| WHAT TO DO |
Tally the lines of the entries below that hold the word "path", and please give only the total.

PROVIDED ENTRIES START

impl TypedExpr {
    pub fn new(kind: TExprKind, ty: Type, span: Span) -> Self {
        Self { kind, ty, span }
    }

    pub fn null(ty: Type, span: Span) -> Self {
        Self::new(TExprKind::Const(TConst::Null), ty, span)
    }

    pub fn is_null_const(&self) -> bool {
        matches!(self.kind, TExprKind::Const(TConst::Null))
    }

    /// Visit all direct children.
    pub fn visit_children(&self, f: &mut impl FnMut(&TypedExpr)) {
        use TExprKind::*;
        match &self.kind {
            Const(_) | Local(_) | EnumField(..) | TypeRef(_) | StaticField(..) | Break
            | Continue | DelayedMacro(_) => {}
            Field(e, _) | Closure(e, _) | Paren(e) | Throw(e) | Cast(e, _) => f(e),
            Array(a, b) | Binop(_, a, b) => {
                f(a);
                f(b);
            }
            Unop(_, _, e) => f(e),
            ObjectDecl(fields) => fields.iter().for_each(|(_, e)| f(e)),
            ArrayDecl(el) | Block(el) => el.iter().for_each(&mut *f),
            Call(c, args) => {
                f(c);
                args.iter().for_each(&mut *f);
            }
            New(_, _, args) => args.iter().for_each(&mut *f),
            Function(func) => f(&func.body),
            Vars(decls) => decls.iter().filter_map(|(_, _, e)| e.as_ref()).for_each(f),
            For(_, _, it, body) => {
                f(it);
                f(body);
            }
            If(c, a, b) => {
                f(c);
                f(a);
                if let Some(b) = b {
                    f(b);
                }
            }
            While(c, body, _) => {
                f(c);
                f(body);
            }
            Switch(subject, cases, def) => {
                f(subject);
                for (vals, body) in cases {
                    vals.iter().for_each(&mut *f);
                    f(body);
                }
                if let Some(d) = def {
                    f(d);
                }
            }
            Match(subject, _, cases, def) => {
                f(subject);
                cases.iter().for_each(|c| f(&c.body));
                if let Some(d) = def {
                    f(d);
                }
            }
            Try(body, catches) => {
                f(body);
                catches.iter().for_each(|(_, _, e)| f(e));
            }
            Return(e) => {
                if let Some(e) = e {
                    f(e);
                }
            }
        }
    }

    /// Deep clone with every span rewritten to `span`; used when an inline
    /// body is spliced at a call site.
    pub fn reposition(&self, span: Span) -> TypedExpr {
        fn walk(e: &mut TypedExpr, span: Span) {
            e.span = span;
            use TExprKind::*;
            match &mut e.kind {
                Const(_) | Local(_) | EnumField(..) | TypeRef(_) | StaticField(..) | Break
                | Continue | DelayedMacro(_) => {}
                Field(c, _) | Closure(c, _) | Paren(c) | Throw(c) | Cast(c, _) => walk(c, span),
                Array(a, b) | Binop(_, a, b) => {
                    walk(a, span);
                    walk(b, span);
                }
                Unop(_, _, c) => walk(c, span),
                ObjectDecl(fields) => fields.iter_mut().for_each(|(_, c)| walk(c, span)),
                ArrayDecl(el) | Block(el) => el.iter_mut().for_each(|c| walk(c, span)),
                Call(c, args) => {
                    walk(c, span);
                    args.iter_mut().for_each(|a| walk(a, span));
                }
                New(_, _, args) => args.iter_mut().for_each(|a| walk(a, span)),
                Function(func) => walk(&mut func.body, span),
                Vars(decls) => decls
                    .iter_mut()
                    .filter_map(|(_, _, c)| c.as_mut())
                    .for_each(|c| walk(c, span)),
                For(_, _, it, body) => {
                    walk(it, span);
                    walk(body, span);
                }
                If(c, a, b) => {
                    walk(c, span);
                    walk(a, span);
                    if let Some(b) = b {
                        walk(b, span);
                    }
                }
                While(c, body, _) => {
                    walk(c, span);
                    walk(body, span);
                }
                Switch(subject, cases, def) => {
                    walk(subject, span);
                    for (vals, body) in cases {
                        vals.iter_mut().for_each(|v| walk(v, span));
                        walk(body, span);
                    }
                    if let Some(d) = def {
                        walk(d, span);
                    }
                }
                Match(subject, _, cases, def) => {
                    walk(subject, span);
                    cases.iter_mut().for_each(|c| walk(&mut c.body, span));
                    if let Some(d) = def {
                        walk(d, span);
                    }
                }
                Try(body, catches) => {
                    walk(body, span);
                    catches.iter_mut().for_each(|(_, _, c)| walk(c, span));
                }
                Return(c) => {
                    if let Some(c) = c {
                        walk(c, span);
                    }
                }
            }
        }
        let mut out = self.clone();
        walk(&mut out, span);
        out
    }
}
/// Decode an interpreter value back to an untyped expression; `fallback` is
/// used when no position rides along.
pub fn decode_expr(v: &MacroValue, fallback: Span) -> Option<Expr> {
    let span = v
        .get("pos")
        .and_then(decode_span)
        .unwrap_or(fallback);
    let kind = match v.kind()? {
        "int" => ExprKind::Const(Constant::Int(v.get("v")?.as_int()?)),
        "float" => match v.get("v")? {
            MacroValue::Float(f) => ExprKind::Const(Constant::Float(*f)),
            MacroValue::Int(i) => ExprKind::Const(Constant::Float(*i as f64)),
            _ => return None,
        },
        "string" => ExprKind::Const(Constant::Str(v.get("v")?.as_str()?.to_string())),
        "ident" => ExprKind::Const(Constant::Ident(v.get("v")?.as_str()?.to_string())),
        "index" => ExprKind::Array(
            Box::new(decode_expr(v.get("e1")?, span)?),
            Box::new(decode_expr(v.get("e2")?, span)?),
        ),
        "binop" => ExprKind::Binop(
            parse_binop(v.get("op")?.as_str()?)?,
            Box::new(decode_expr(v.get("e1")?, span)?),
            Box::new(decode_expr(v.get("e2")?, span)?),
        ),
        "unop" => {
            let op = match v.get("op")?.as_str()? {
                "++" => Unop::Increment,
                "--" => Unop::Decrement,
                "!" => Unop::Not,
                "-" => Unop::Neg,
                "~" => Unop::NegBits,
                _ => return None,
            };
            let flag = match v.get("postfix")? {
                MacroValue::Bool(true) => UnopFlag::Postfix,
                _ => UnopFlag::Prefix,
            };
            ExprKind::Unop(op, flag, Box::new(decode_expr(v.get("e")?, span)?))
        }
        "field" => ExprKind::Field(
            Box::new(decode_expr(v.get("e")?, span)?),
            v.get("name")?.as_str()?.to_string(),
        ),
        "paren" => ExprKind::Paren(Box::new(decode_expr(v.get("e")?, span)?)),
        "object" => ExprKind::Object(
            v.get("fields")?
                .as_array()?
                .iter()
                .map(|f| {
                    Some((
                        f.get("name")?.as_str()?.to_string(),
                        decode_expr(f.get("expr")?, span)?,
                    ))
                })
                .collect::<Option<Vec<_>>>()?,
        ),
        "array" => ExprKind::ArrayDecl(decode_exprs(v.get("el")?)?),
        "call" => ExprKind::Call(
            Box::new(decode_expr(v.get("e")?, span)?),
            decode_exprs(v.get("args")?)?,
        ),
        "new" => {
            let TypeHint::Path(path) = decode_hint(v.get("path")?)? else {
                return None;
            };
            ExprKind::New(path, decode_exprs(v.get("args")?)?)
        }
        "vars" => ExprKind::Vars(
            v.get("decls")?
                .as_array()?
                .iter()
                .map(|d| {
                    Some(VarDecl {
                        name: d.get("name")?.as_str()?.to_string(),
                        hint: match d.get("type")? {
                            MacroValue::Null => None,
                            other => Some(decode_hint(other)?),
                        },
                        init: decode_opt_expr(d.get("init")?, span)?,
                    })
                })
                .collect::<Option<Vec<_>>>()?,
        ),
        "function" => {
            let args = v
                .get("args")?
                .as_array()?
                .iter()
                .map(|a| {
                    Some(FunArgDecl {
                        name: a.get("name")?.as_str()?.to_string(),
                        opt: matches!(a.get("opt")?, MacroValue::Bool(true)),
                        hint: match a.get("type")? {
                            MacroValue::Null => None,
                            other => Some(decode_hint(other)?),
                        },
                    })
                })
                .collect::<Option<Vec<_>>>()?;
            let ret = match v.get("ret")? {
                MacroValue::Null => None,
                other => Some(decode_hint(other)?),
            };
            ExprKind::Function(FunctionDecl {
                args,
                ret,
                body: Box::new(decode_expr(v.get("body")?, span)?),
            })
        }
        "block" => ExprKind::Block(decode_exprs(v.get("el")?)?),
        "if" => ExprKind::If(
            Box::new(decode_expr(v.get("cond")?, span)?),
            Box::new(decode_expr(v.get("then")?, span)?),
            decode_opt_expr(v.get("else")?, span)?.map(Box::new),
        ),
        "ternary" => ExprKind::Ternary(
            Box::new(decode_expr(v.get("cond")?, span)?),
            Box::new(decode_expr(v.get("then")?, span)?),
            Box::new(decode_expr(v.get("else")?, span)?),
        ),
        "while" => ExprKind::While(
            Box::new(decode_expr(v.get("cond")?, span)?),
            Box::new(decode_expr(v.get("body")?, span)?),
            if matches!(v.get("do")?, MacroValue::Bool(true)) {
                WhileFlag::DoWhile
            } else {
                WhileFlag::NormalWhile
            },
        ),
        "for" => ExprKind::For(
            v.get("v")?.as_str()?.to_string(),
            Box::new(decode_expr(v.get("it")?, span)?),
            Box::new(decode_expr(v.get("body")?, span)?),
        ),
        "switch" => ExprKind::Switch(
            Box::new(decode_expr(v.get("e")?, span)?),
            v.get("cases")?
                .as_array()?
                .iter()
                .map(|c| {
                    Some(SwitchCase {
                        values: decode_exprs(c.get("values")?)?,
                        body: decode_exprs(c.get("body")?)?,
                    })
                })
                .collect::<Option<Vec<_>>>()?,
            match v.get("default")? {
                MacroValue::Null => None,
                other => Some(decode_exprs(other)?),
            },
        ),
        "return" => ExprKind::Return(decode_opt_expr(v.get("e")?, span)?.map(Box::new)),
        "break" => ExprKind::Break,
        "continue" => ExprKind::Continue,
        "throw" => ExprKind::Throw(Box::new(decode_expr(v.get("e")?, span)?)),
        "try" => ExprKind::Try(
            Box::new(decode_expr(v.get("e")?, span)?),
            v.get("catches")?
                .as_array()?
                .iter()
                .map(|c| {
                    Some(Catch {
                        name: c.get("name")?.as_str()?.to_string(),
                        hint: decode_hint(c.get("type")?)?,
                        body: decode_expr(c.get("body")?, span)?,
                    })
                })
                .collect::<Option<Vec<_>>>()?,
        ),
        "untyped" => ExprKind::Untyped(Box::new(decode_expr(v.get("e")?, span)?)),
        "cast" => ExprKind::Cast(
            Box::new(decode_expr(v.get("e")?, span)?),
            match v.get("type")? {
                MacroValue::Null => None,
                other => Some(decode_hint(other)?),
            },
        ),
        "display" => ExprKind::Display(Box::new(decode_expr(v.get("e")?, span)?)),
        _ => return None,
    };
    Some(Expr::new(kind, span))
}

PROVIDED ENTRIES END

| OUTPUT FOR THIS EXERCISE |
2